Move esphome-core codebase into esphome (and a bunch of other refactors). See https://github.com/esphome/feature-requests/issues/97

Yes this is a shit ton of work and no there's no way to automate it :( But it will be worth it 👍

Progress:
- Core support (file copy etc): 80%
- Base Abstractions (light, switch): ~50%
- Integrations: ~10%
- Working? Yes, (but only with ported components).

Other refactors:
- Moves all codegen related stuff into a single class: `esphome.codegen` (imported as `cg`)
- Rework coroutine syntax
- Move from `component/platform.py` to `domain/component.py` structure as with HA
- Move all defaults out of C++ and into config validation.
- Remove `make_...` helpers from Application class. Reason: Merge conflicts with every single new integration.
- Pointer Variables are stored globally instead of locally in setup(). Reason: stack size limit.

Future work:
- Rework const.py - Move all `CONF_...` into a conf class (usage `conf.UPDATE_INTERVAL` vs `CONF_UPDATE_INTERVAL`).

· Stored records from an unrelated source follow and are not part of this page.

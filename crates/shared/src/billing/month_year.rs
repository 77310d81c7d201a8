use crate::errors::DateError;
use std::{fmt, str::FromStr};

const SEPARATOR: char = '-';

/// A calendar month. Ordering compares the year first, then the month.
#[derive(Debug, Clone, Copy, PartialEq, Eq, PartialOrd, Ord, Hash)]
pub struct MonthYear {
    // Field order drives the derived ordering.
    year: i64,
    month: i32,
}

impl MonthYear {
    /// Builds a value, rejecting months outside `1..=12`. Any year is accepted.
    pub fn new(month: i32, year: i64) -> Result<Self, DateError> {
        if !(1..=12).contains(&month) {
            return Err(DateError::InvalidMonth);
        }

        Ok(Self { year, month })
    }

    pub fn month(&self) -> i32 {
        self.month
    }

    pub fn year(&self) -> i64 {
        self.year
    }

    /// Months elapsed since January of year zero; used for span arithmetic.
    pub(crate) fn ordinal(&self) -> i64 {
        self.year
            .saturating_mul(12)
            .saturating_add(i64::from(self.month - 1))
    }

    /// Parses a `MONTH-YEAR` token such as `07-2025`.
    pub fn parse(token: &str) -> Result<Self, DateError> {
        let mut parts = token.split(SEPARATOR);

        let (Some(month), Some(year), None) = (parts.next(), parts.next(), parts.next()) else {
            return Err(DateError::InvalidFormat);
        };

        let month = month
            .parse::<i32>()
            .map_err(|_| DateError::InvalidMonth)?;
        let year = year.parse::<i64>().map_err(|_| DateError::InvalidYear)?;

        Self::new(month, year)
    }
}

impl FromStr for MonthYear {
    type Err = DateError;

    fn from_str(s: &str) -> Result<Self, Self::Err> {
        Self::parse(s)
    }
}

impl fmt::Display for MonthYear {
    fn fmt(&self, f: &mut fmt::Formatter<'_>) -> fmt::Result {
        write!(f, "{:02}{SEPARATOR}{}", self.month, self.year)
    }
}
use thiserror::Error;

#[derive(Debug, Clone, Copy, PartialEq, Eq, Error)]
pub enum DateError {
    #[error("invalid date format")]
    InvalidFormat,

    #[error("invalid month")]
    InvalidMonth,

    #[error("invalid year")]
    InvalidYear,
}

Reason: Less convoluted import block
- Enable loading from `custom_components` folder.

**Related issue (if applicable):** https://github.com/esphome/feature-requests/issues/97

**Pull request in [esphome-docs](https://github.com/esphome/esphome-docs) with documentation (if applicable):** esphome/esphome-docs#<esphome-docs PR number goes here>

## Checklist:
  - [ ] The code change is tested and works locally.
  - [ ] Tests have been added to verify that the new code works (under `tests/` folder).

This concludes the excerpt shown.